Evans v. Evans, 11484.

Decision Date28 February 1945
Docket NumberNo. 11484.,11484.
Citation186 S.W.2d 277
PartiesEVANS v. EVANS.
CourtTexas Court of Appeals

Appeal from District Court, Thirty-Seventh District, Bexar County; John F. Onion, Judge.

Suit for divorce by James J. Evans against Henrietta Lund Evans. From a decree in favor of plaintiff, defendant appeals.

Decree reversed and cause remanded for further proceedings not inconsistent with opinion.

Eskridge & Groce and Walter Groce, all of San Antonio, for appellant.

Claud J. Carter, of San Antonio, for appellee.

NORVELL, Justice.

This is a divorce case. The decree was in favor of the husband, James J. Evans, and against the wife, Henrietta Lund Evans.

Mrs. Evans, as appellant, contends that the trial court erred in sustaining a special exception to her application for a stay of proceedings in the present case.

This matter was heard and passed upon by one of the district judges of Bexar County prior to a trial upon the merits which was heard by another judge. The pertinent pleadings were the plaintiff's original petition, the application for a stay of proceedings, and the exception directed against said application.

The petition is predicated upon Article 4629, Section 1, Vernon's Ann.Civ.Stats.— the "cruel treatment" section of our divorce statutes. It appears inferentially from the material pleadings that the parties to this suit both lived in Ohio prior to the time the husband removed to Texas, and that all the actions and occurrences relied upon by him as grounds for divorce took place in the State of Ohio, which was the matrimonial domicile of the parties. It appears that two children were born to the marriage, and that these children, aged seven and five, respectively, as well as appellant, now reside in Ohio.

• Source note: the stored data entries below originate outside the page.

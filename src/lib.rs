pub mod cli;
pub mod error;
pub mod insights;
pub mod intake;
pub mod interface;
pub mod journal;
pub mod models;

pub use error::{BiteError, Result};
pub use insights::{analyze, select_facts, suggest_alternatives, MealReport};
pub use models::{NutritionAnalysis, NutritionReading};
use std::collections::HashMap;

use chrono::{Datelike, Days, NaiveDate, Weekday};
use serde::Serialize;
use tracing::debug;

use crate::error::{BiteError, Result};
use crate::journal::Journal;
use crate::models::NutritionReading;

/// Window length used when none is given.
pub const DEFAULT_STATS_DAYS: usize = 7;

const DATE_FORMAT: &str = "%Y-%m-%d";

/// Parse a `YYYY-MM-DD` journal date.
pub fn parse_day(text: &str) -> Result<NaiveDate> {
    NaiveDate::parse_from_str(text.trim(), DATE_FORMAT)
        .map_err(|_| BiteError::InvalidInput(format!("invalid date '{}', expected YYYY-MM-DD", text)))
}

fn weekday_abbrev(date: &NaiveDate) -> &'static str {
    match date.weekday() {
        Weekday::Mon => "Mon",
        Weekday::Tue => "Tue",
        Weekday::Wed => "Wed",
        Weekday::Thu => "Thu",
        Weekday::Fri => "Fri",
        Weekday::Sat => "Sat",
        Weekday::Sun => "Sun",
    }
}

/// One calendar day inside a stats window.
#[derive(Debug, Clone, PartialEq, Serialize)]
#[serde(rename_all = "camelCase")]
pub struct DayTotals {
    pub date: String,
    pub day_name: String,
    pub calories: f64,
    pub protein: f64,
    pub carbs: f64,
    pub fat: f64,
    pub meal_count: usize,
}

/// Per-day averages, rounded to whole units.
#[derive(Debug, Clone, Copy, Default, PartialEq, Eq, Serialize)]
pub struct Averages {
    pub calories: u64,
    pub protein: u64,
    pub carbs: u64,
    pub fat: u64,
}

/// Aggregate view of the last N days of the journal.
#[derive(Debug, Clone, PartialEq, Serialize)]
#[serde(rename_all = "camelCase")]
pub struct JournalStats {
    /// Oldest day first; empty when the journal has no entries at all.
    pub days: Vec<DayTotals>,
    /// Averaged over days with calories logged only.
    pub averages: Averages,
    /// Consecutive days with a meal, counted back from the window's last day.
    pub streak: usize,
    pub total_meals: usize,
}

impl Journal {
    /// Totals, averages and streak for the `days` days ending on `end`.
    pub fn stats(&self, end: NaiveDate, days: usize) -> JournalStats {
        if self.is_empty() {
            return JournalStats {
                days: Vec::new(),
                averages: Averages::default(),
                streak: 0,
                total_meals: 0,
            };
        }

        let mut by_date: HashMap<&str, (NutritionReading, usize)> = HashMap::new();
        for entry in self.entries() {
            let slot = by_date.entry(entry.date.as_str()).or_default();
            slot.0 = slot.0 + entry.reading();
            slot.1 += 1;
        }

        // Newest first while walking back; reversed at the end.
        let mut window: Vec<DayTotals> = (0..days)
            .map_while(|offset| end.checked_sub_days(Days::new(offset as u64)))
            .map(|date| {
                let key = date.format(DATE_FORMAT).to_string();
                let (totals, meal_count) = by_date.get(key.as_str()).copied().unwrap_or_default();
                let totals = totals.sanitized();
                DayTotals {
                    date: key,
                    day_name: weekday_abbrev(&date).to_string(),
                    calories: totals.calories,
                    protein: totals.protein,
                    carbs: totals.carbs,
                    fat: totals.fats,
                    meal_count,
                }
            })
            .collect();

        let streak = window.iter().take_while(|d| d.meal_count > 0).count();
        let averages = average_days(&window);
        window.reverse();

        debug!(%end, days, streak, "computed journal stats");

        JournalStats {
            days: window,
            averages,
            streak,
            total_meals: self.len(),
        }
    }
}

fn average_days(days: &[DayTotals]) -> Averages {
    let logged: Vec<&DayTotals> = days.iter().filter(|d| d.calories > 0.0).collect();
    if logged.is_empty() {
        return Averages::default();
    }

    let n = logged.len() as f64;
    let mean = |field: fn(&DayTotals) -> f64| {
        (logged.iter().map(|d| field(d)).sum::<f64>() / n).round() as u64
    };

    Averages {
        calories: mean(|d| d.calories),
        protein: mean(|d| d.protein),
        carbs: mean(|d| d.carbs),
        fat: mean(|d| d.fat),
    }
}
// ─────────────────────────────────────────────────────────────────────────────
// Rule thresholds (per serving). All comparisons are strict.
// ─────────────────────────────────────────────────────────────────────────────

/// Sodium (mg) above which a meal is flagged "High Sodium".
pub const HIGH_SODIUM_MG: f64 = 400.0;

/// Sodium (mg) below which a meal counts as "Low Sodium".
pub const LOW_SODIUM_MG: f64 = 140.0;

/// Sugars (g) above which a meal is flagged "High Sugar".
pub const HIGH_SUGAR_G: f64 = 15.0;

/// Calories above which the "Calorie Dense" info insight is added.
pub const CALORIE_DENSE_KCAL: f64 = 400.0;

/// Calories above which a meal is flagged "Very High Calories".
pub const VERY_HIGH_CALORIES_KCAL: f64 = 600.0;

/// Calories below which the "Light Meal" info insight is added.
pub const LIGHT_MEAL_KCAL: f64 = 200.0;

/// Protein (g) above which a meal is a "Good Protein Source".
pub const GOOD_PROTEIN_G: f64 = 15.0;

/// Protein (g) below which adding protein is recommended.
pub const LOW_PROTEIN_G: f64 = 5.0;

/// Fats (g) above which the "Fat Content" info insight is added.
pub const HIGH_FAT_G: f64 = 15.0;

/// Protein share of macros (percent) that earns "Well-Balanced Protein".
pub const BALANCED_PROTEIN_PERCENT: u32 = 25;

/// Sugars (g) below which the low-sugar fact is relevant.
pub const LOW_SUGAR_FACT_G: f64 = 10.0;

// ─────────────────────────────────────────────────────────────────────────────
// Scoring
// ─────────────────────────────────────────────────────────────────────────────

pub const MAX_HEALTH_SCORE: i32 = 100;
pub const MIN_HEALTH_SCORE: i32 = 0;

pub const HIGH_SODIUM_PENALTY: i32 = 20;
pub const HIGH_SUGAR_PENALTY: i32 = 15;
pub const VERY_HIGH_CALORIES_PENALTY: i32 = 10;

pub const GRADE_A_MIN_SCORE: i32 = 90;
pub const GRADE_B_MIN_SCORE: i32 = 80;
pub const GRADE_C_MIN_SCORE: i32 = 70;

pub const GRADE_A_MESSAGE: &str = "Excellent nutritional choice!";
pub const GRADE_B_MESSAGE: &str = "Good nutritional choice with room for improvement.";
pub const GRADE_C_MESSAGE: &str = "Decent choice, but consider healthier alternatives.";
pub const GRADE_D_MESSAGE: &str = "Consider choosing a healthier alternative.";

// ─────────────────────────────────────────────────────────────────────────────
// Recommendation sentences
// ─────────────────────────────────────────────────────────────────────────────

pub const REC_REDUCE_SODIUM: &str =
    "Consider choosing low-sodium alternatives or reducing portion size";
pub const REC_LOWER_SUGAR: &str =
    "Look for alternatives with natural sugars or reduce portion size";
pub const REC_ADD_PROTEIN: &str =
    "Consider adding a protein source like nuts, beans, or lean meat";

// ─────────────────────────────────────────────────────────────────────────────
// Insight titles and fixed text
// ─────────────────────────────────────────────────────────────────────────────

pub const TITLE_HIGH_SODIUM: &str = "High Sodium Alert";
pub const TITLE_LOW_SODIUM: &str = "Heart-Healthy Choice";
pub const TITLE_HIGH_SUGAR: &str = "Sugar Watch";
pub const TITLE_CALORIE_DENSE: &str = "Calorie Dense";
pub const TITLE_LIGHT_MEAL: &str = "Light Meal";
pub const TITLE_GOOD_PROTEIN: &str = "Protein Power";
pub const TITLE_LOW_PROTEIN: &str = "Boost Your Protein";
pub const TITLE_FAT_CONTENT: &str = "Fat Content";
pub const TITLE_BALANCED_PROTEIN: &str = "Well-Balanced Protein";

pub const TIP_HIGH_SODIUM: &str = "Try using herbs and spices instead of salt for flavoring.";
pub const TIP_HIGH_SUGAR: &str = "Choose fruits over processed sweets for natural sweetness.";
pub const TIP_LOW_PROTEIN: &str =
    "Try adding Greek yogurt, nuts, or beans to increase protein content.";

pub const MSG_LOW_SODIUM: &str = "This meal is low in sodium, which is great for heart health!";
pub const MSG_LIGHT_MEAL: &str =
    "This is a light meal. Consider adding protein or healthy fats for more satiety.";
pub const MSG_LOW_PROTEIN: &str =
    "This meal is low in protein. Adding protein can help you feel full longer.";

// ─────────────────────────────────────────────────────────────────────────────
// Alternative suggestion tables
// ─────────────────────────────────────────────────────────────────────────────

/// Static text for one alternative suggestion.
#[derive(Debug, Clone, Copy)]
pub struct SuggestionText {
    pub title: &'static str,
    pub description: &'static str,
    pub benefit: &'static str,
}

pub const CATEGORY_LOW_SODIUM: &str = "Low Sodium";
pub const CATEGORY_LOWER_SUGAR: &str = "Lower Sugar";
pub const CATEGORY_CALORIE_CONSCIOUS: &str = "Calorie Conscious";
pub const CATEGORY_PROTEIN_BOOST: &str = "Protein Boost";

pub static LOW_SODIUM_SUGGESTIONS: [SuggestionText; 3] = [
    SuggestionText {
        title: "Use herbs and spices",
        description: "Replace salt with garlic, herbs, lemon juice, or vinegar for flavor",
        benefit: "Reduces sodium by up to 300mg per serving",
    },
    SuggestionText {
        title: "Choose fresh over processed",
        description: "Opt for fresh vegetables instead of canned or pickled ones",
        benefit: "Can reduce sodium by 200-400mg",
    },
    SuggestionText {
        title: "Rinse canned foods",
        description: "Rinse canned beans or vegetables to remove excess sodium",
        benefit: "Reduces sodium by up to 40%",
    },
];

pub static LOWER_SUGAR_SUGGESTIONS: [SuggestionText; 3] = [
    SuggestionText {
        title: "Add fiber",
        description: "Include more vegetables or whole grains to slow sugar absorption",
        benefit: "Helps stabilize blood sugar levels",
    },
    SuggestionText {
        title: "Natural sweeteners",
        description: "Use fruits like berries or dates instead of added sugars",
        benefit: "Provides antioxidants along with natural sweetness",
    },
    SuggestionText {
        title: "Portion control",
        description: "Enjoy a smaller portion and add protein or healthy fats",
        benefit: "Reduces sugar intake while maintaining satisfaction",
    },
];

pub static CALORIE_CONSCIOUS_SUGGESTIONS: [SuggestionText; 2] = [
    SuggestionText {
        title: "Bulk up with vegetables",
        description: "Add more non-starchy vegetables to increase volume with fewer calories",
        benefit: "Maintains portion size while reducing calories by 100-200",
    },
    SuggestionText {
        title: "Cooking method swap",
        description: "Try grilling, steaming, or baking instead of frying",
        benefit: "Can reduce calories by 150-300 per serving",
    },
];

pub static PROTEIN_BOOST_SUGGESTIONS: [SuggestionText; 3] = [
    SuggestionText {
        title: "Add Greek yogurt",
        description: "Include a side of Greek yogurt or use it as a topping",
        benefit: "Adds 15-20g of protein",
    },
    SuggestionText {
        title: "Sprinkle nuts or seeds",
        description: "Top your meal with almonds, walnuts, or chia seeds",
        benefit: "Adds 5-10g of protein plus healthy fats",
    },
    SuggestionText {
        title: "Include legumes",
        description: "Add beans, lentils, or chickpeas to your meal",
        benefit: "Adds 10-15g of protein plus fiber",
    },
];

// ─────────────────────────────────────────────────────────────────────────────
// Educational facts
// ─────────────────────────────────────────────────────────────────────────────

/// Number of facts handed out per reading.
pub const FACTS_PER_READING: usize = 3;

/// Generic pool used to pad the relevant facts.
pub static GENERIC_FACTS: [&str; 6] = [
    "Did you know? Protein helps you feel full longer because it takes more energy to digest than carbs or fats.",
    "Did you know? The average American consumes 3,400mg of sodium daily - 50% more than recommended!",
    "Did you know? Fiber from vegetables helps slow sugar absorption, preventing blood sugar spikes.",
    "Did you know? Eating colorful foods ensures you get a variety of antioxidants and nutrients.",
    "Did you know? Healthy fats from nuts, avocados, and fish are essential for brain function.",
    "Did you know? Your taste buds adapt to less salt within 2-3 weeks of reducing sodium intake.",
];

pub const FACT_HIGH_PROTEIN: &str = "Did you know? This meal's high protein content will help maintain stable blood sugar and keep you satisfied longer!";
pub const FACT_HIGH_SODIUM: &str = "Did you know? Reducing sodium intake by just 400mg daily can significantly lower blood pressure in many people.";
pub const FACT_LOW_SUGAR: &str = "Did you know? Keeping sugar intake low like this meal helps maintain steady energy levels throughout the day!";
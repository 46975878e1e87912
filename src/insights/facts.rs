use rand::seq::SliceRandom;
use rand::Rng;

use crate::insights::constants::*;
use crate::models::NutritionReading;

/// Facts that speak to this particular reading, in fixed order.
pub fn relevant_facts(reading: &NutritionReading) -> Vec<&'static str> {
    let r = reading.sanitized();
    let mut facts = Vec::with_capacity(FACTS_PER_READING);

    if r.protein > GOOD_PROTEIN_G {
        facts.push(FACT_HIGH_PROTEIN);
    }
    if r.sodium > HIGH_SODIUM_MG {
        facts.push(FACT_HIGH_SODIUM);
    }
    if r.sugars < LOW_SUGAR_FACT_G {
        facts.push(FACT_LOW_SUGAR);
    }

    facts
}

/// Three distinct "Did you know?" facts for a reading, padded from the
/// generic pool with the thread-local RNG.
pub fn select_facts(reading: &NutritionReading) -> Vec<String> {
    select_facts_with(reading, &mut rand::thread_rng())
}

/// Same as [`select_facts`] with a caller-supplied random source.
///
/// Relevant facts come first; the remainder are uniform draws from
/// [`GENERIC_FACTS`], redrawn on duplicates.
pub fn select_facts_with<R: Rng + ?Sized>(reading: &NutritionReading, rng: &mut R) -> Vec<String> {
    let mut facts = relevant_facts(reading);

    while facts.len() < FACTS_PER_READING {
        let Some(&candidate) = GENERIC_FACTS.choose(rng) else {
            break;
        };
        if !facts.contains(&candidate) {
            facts.push(candidate);
        }
    }

    facts
        .into_iter()
        .take(FACTS_PER_READING)
        .map(str::to_string)
        .collect()
}

#[cfg(test)]
mod tests {
    use super::*;
    use rand::rngs::StdRng;
    use rand::SeedableRng;
    use std::collections::HashSet;

    #[test]
    fn test_all_relevant_facts() {
        let reading = NutritionReading::new(0.0, 20.0, 0.0, 5.0, 0.0, 500.0);
        let mut rng = StdRng::seed_from_u64(7);
        let facts = select_facts_with(&reading, &mut rng);

        assert_eq!(facts, vec![FACT_HIGH_PROTEIN, FACT_HIGH_SODIUM, FACT_LOW_SUGAR]);
    }

    #[test]
    fn test_padding_is_distinct_and_from_pool() {
        // protein 10, sodium 200, sugars 30: no relevant facts
        let reading = NutritionReading::new(0.0, 10.0, 0.0, 30.0, 0.0, 200.0);
        assert!(relevant_facts(&reading).is_empty());

        for seed in 0..50 {
            let mut rng = StdRng::seed_from_u64(seed);
            let facts = select_facts_with(&reading, &mut rng);

            assert_eq!(facts.len(), 3);
            let unique: HashSet<&String> = facts.iter().collect();
            assert_eq!(unique.len(), 3);
            assert!(facts.iter().all(|f| GENERIC_FACTS.contains(&f.as_str())));
        }
    }

    #[test]
    fn test_seeded_selection_is_reproducible() {
        let reading = NutritionReading::new(0.0, 10.0, 0.0, 30.0, 0.0, 200.0);
        let a = select_facts_with(&reading, &mut StdRng::seed_from_u64(42));
        let b = select_facts_with(&reading, &mut StdRng::seed_from_u64(42));
        assert_eq!(a, b);
    }

    #[test]
    fn test_relevant_fact_thresholds_are_strict() {
        // protein 15, sodium 400, sugars 10: every threshold exactly met
        let at_limits = NutritionReading::new(0.0, 15.0, 0.0, 10.0, 0.0, 400.0);
        assert!(relevant_facts(&at_limits).is_empty());

        let just_past = NutritionReading::new(0.0, 15.5, 0.0, 9.9, 0.0, 400.5);
        assert_eq!(
            relevant_facts(&just_past),
            vec![FACT_HIGH_PROTEIN, FACT_HIGH_SODIUM, FACT_LOW_SUGAR]
        );
    }

    #[test]
    fn test_low_sugar_fact_alone() {
        let reading = NutritionReading::new(0.0, 10.0, 0.0, 9.9, 0.0, 200.0);
        let facts = select_facts_with(&reading, &mut StdRng::seed_from_u64(1));

        assert_eq!(facts[0], FACT_LOW_SUGAR);
        assert!(GENERIC_FACTS.contains(&facts[1].as_str()));
        assert!(GENERIC_FACTS.contains(&facts[2].as_str()));
    }
}
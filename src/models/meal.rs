use serde::{Deserialize, Serialize};

use crate::models::reading::{lenient_f64, NutritionReading};

/// A meal as logged by the tracking API.
///
/// Field names follow the stored documents (`fat`, `sugar`), which differ
/// from [`NutritionReading`]; use [`MealEntry::reading`] to normalise.
#[derive(Debug, Clone, Default, PartialEq, Serialize, Deserialize)]
#[serde(rename_all = "camelCase")]
pub struct MealEntry {
    #[serde(default)]
    pub id: Option<String>,

    /// Calendar day, `YYYY-MM-DD`.
    #[serde(default)]
    pub date: String,

    #[serde(default)]
    pub meal_type: Option<String>,

    #[serde(default, alias = "name")]
    pub food_name: String,

    #[serde(default, deserialize_with = "lenient_f64")]
    pub calories: f64,

    #[serde(default, deserialize_with = "lenient_f64")]
    pub protein: f64,

    #[serde(default, deserialize_with = "lenient_f64")]
    pub carbs: f64,

    #[serde(default, deserialize_with = "lenient_f64")]
    pub fat: f64,

    #[serde(default, deserialize_with = "lenient_f64")]
    pub fiber: f64,

    #[serde(default, deserialize_with = "lenient_f64")]
    pub sugar: f64,

    #[serde(default, deserialize_with = "lenient_f64")]
    pub sodium: f64,

    #[serde(default)]
    pub created_at: Option<String>,
}

impl MealEntry {
    /// Nutrition reading for this meal.
    pub fn reading(&self) -> NutritionReading {
        NutritionReading::new(
            self.calories,
            self.protein,
            self.carbs,
            self.sugar,
            self.fat,
            self.sodium,
        )
    }

    /// Canonical key for name lookups (lowercase food name).
    pub fn key(&self) -> String {
        self.food_name.to_lowercase()
    }
}
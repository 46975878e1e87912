pub mod alternatives;
pub mod analyzer;
pub mod constants;
pub mod facts;
pub mod report;

pub use alternatives::suggest_alternatives;
pub use analyzer::{analyze, clamp_score, macro_ratios};
pub use facts::{relevant_facts, select_facts, select_facts_with};
pub use report::{build_report, build_report_with, MealReport};
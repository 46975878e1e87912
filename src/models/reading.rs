use serde::{Deserialize, Deserializer, Serialize};
use serde_json::Value;

use crate::error::Result;

/// Nutrient quantities for one meal or one day.
///
/// Every field is lenient on input: absent, `null`, non-numeric or unparsable
/// values become `0.0`, so deserialising a reading never fails on a field.
#[derive(Debug, Clone, Copy, Default, PartialEq, Serialize, Deserialize)]
#[serde(rename_all = "camelCase")]
pub struct NutritionReading {
    #[serde(default, deserialize_with = "lenient_f64")]
    pub calories: f64,

    /// Grams.
    #[serde(default, deserialize_with = "lenient_f64")]
    pub protein: f64,

    /// Grams.
    #[serde(default, deserialize_with = "lenient_f64")]
    pub carbs: f64,

    /// Grams.
    #[serde(default, deserialize_with = "lenient_f64")]
    pub sugars: f64,

    /// Grams.
    #[serde(default, deserialize_with = "lenient_f64")]
    pub fats: f64,

    /// Milligrams.
    #[serde(default, deserialize_with = "lenient_f64")]
    pub sodium: f64,
}

impl NutritionReading {
    pub fn new(calories: f64, protein: f64, carbs: f64, sugars: f64, fats: f64, sodium: f64) -> Self {
        Self {
            calories,
            protein,
            carbs,
            sugars,
            fats,
            sodium,
        }
        .sanitized()
    }

    /// The all-zero reading.
    pub fn zero() -> Self {
        Self::default()
    }

    /// Parse a reading from a JSON object.
    pub fn from_json_str(json: &str) -> Result<Self> {
        Ok(serde_json::from_str(json)?)
    }

    /// Copy with every field forced finite and non-negative.
    ///
    /// Positive infinity (e.g. from summing huge entries) saturates to
    /// `f64::MAX` so it still trips every upper threshold.
    ///
    /// Readings built in code bypass the lenient deserialiser, so the
    /// analyzer runs this before looking at any threshold.
    pub fn sanitized(&self) -> Self {
        Self {
            calories: sanitize(self.calories),
            protein: sanitize(self.protein),
            carbs: sanitize(self.carbs),
            sugars: sanitize(self.sugars),
            fats: sanitize(self.fats),
            sodium: sanitize(self.sodium),
        }
    }

    /// Protein + carbs + fats, in grams.
    #[inline]
    pub fn total_macros(&self) -> f64 {
        self.protein + self.carbs + self.fats
    }
}

impl std::ops::Add for NutritionReading {
    type Output = NutritionReading;

    fn add(self, other: NutritionReading) -> NutritionReading {
        NutritionReading {
            calories: self.calories + other.calories,
            protein: self.protein + other.protein,
            carbs: self.carbs + other.carbs,
            sugars: self.sugars + other.sugars,
            fats: self.fats + other.fats,
            sodium: self.sodium + other.sodium,
        }
    }
}

impl std::iter::Sum for NutritionReading {
    fn sum<I: Iterator<Item = Self>>(iter: I) -> Self {
        iter.fold(NutritionReading::zero(), |acc, r| acc + r)
    }
}

/// NaN and anything at or below zero become 0; positive overflow saturates.
fn sanitize(value: f64) -> f64 {
    if value.is_nan() || value <= 0.0 {
        0.0
    } else {
        value.min(f64::MAX)
    }
}

/// Serde adapter: accept any JSON value and coerce it to a nutrient amount.
pub fn lenient_f64<'de, D>(deserializer: D) -> std::result::Result<f64, D::Error>
where
    D: Deserializer<'de>,
{
    let value = Value::deserialize(deserializer)?;
    Ok(coerce_value(&value))
}

/// Best-effort numeric coercion of a JSON value.
///
/// Numbers pass through, strings go through [`parse_leading_f64`], anything
/// else is `0.0`. The result is always finite and non-negative.
pub fn coerce_value(value: &Value) -> f64 {
    let raw = match value {
        Value::Number(n) => n.as_f64().unwrap_or(0.0),
        Value::String(s) => parse_leading_f64(s),
        _ => 0.0,
    };
    sanitize(raw)
}

/// Parse the longest leading decimal literal of `text`.
///
/// `"12.5g"` is 12.5, `"  7 "` is 7, `"abc"` and `""` are 0.
pub fn parse_leading_f64(text: &str) -> f64 {
    let s = text.trim_start();
    let bytes = s.as_bytes();

    let mut end = 0;
    if matches!(bytes.first(), Some(b'+' | b'-')) {
        end = 1;
    }

    let int_start = end;
    while end < bytes.len() && bytes[end].is_ascii_digit() {
        end += 1;
    }
    let mut digits = end - int_start;

    if end < bytes.len() && bytes[end] == b'.' {
        let frac_start = end + 1;
        let mut frac_end = frac_start;
        while frac_end < bytes.len() && bytes[frac_end].is_ascii_digit() {
            frac_end += 1;
        }
        if digits + (frac_end - frac_start) > 0 {
            digits += frac_end - frac_start;
            end = frac_end;
        }
    }

    if digits == 0 {
        return 0.0;
    }

    // Exponent only counts when at least one digit follows it.
    if end < bytes.len() && matches!(bytes[end], b'e' | b'E') {
        let mut exp_end = end + 1;
        if exp_end < bytes.len() && matches!(bytes[exp_end], b'+' | b'-') {
            exp_end += 1;
        }
        let exp_digits = exp_end;
        while exp_end < bytes.len() && bytes[exp_end].is_ascii_digit() {
            exp_end += 1;
        }
        if exp_end > exp_digits {
            end = exp_end;
        }
    }

    s[..end].parse().unwrap_or(0.0)
}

Appellant's First Amended Original Answer contained the following special plea:

"She renews her plea in abatement heretofore filed and for such plea says that on November 28, 1942, plaintiff in this cause filed suit against her in the Court of Common Pleas of Cuyahoga County, State of Ohio, a court having jurisdiction in said state to grant decrees of divorce, together with ancillary relief in connection therewith. That summons was issued on such petition on the same date and was served on the defendants in this cause on the 30th day of November, 1942. That this defendant filed her motion for alimony pendente lite, and the plaintiff in this cause, as plaintiff in said cause pending in the Court of Common Pleas in the County of Cuyahoga, State of Ohio, filed his reply thereto on December 11, 1942. That a recommendation of the Domestic Relations Department for alimony at the rate of $60.00 per month was made, and on objections by defendant, was raised to $75.00 per month; and a motion was then made by the plaintiff to reduce the alimony from $75.00 per month to $50.00 per month. That the defendant in said cause, who is also the defendant in this cause, filed her cross action against the plaintiff for separation, custody of their two minor children, temporary and permanent alimony and general relief on the 2nd day of December, 1942, and summons was issued and served on the plaintiff on the 9th day of December, 1942. That said order for alimony has never been set aside, and said suit and cross action are still pending in the Court of Common Pleas for said county and state.

"Wherefore, this defendant says that this suit should be abated and await the outcome of the trial of said suit pending in the County of Cuyahoga, State of Ohio."

Appellee specially excepted to this special plea "for the reason that if said suit is pending as alleged, such pendency of said suit is no ground for the abatement of plaintiff's suit in this Court and constitutes no defense whatsoever against this suit."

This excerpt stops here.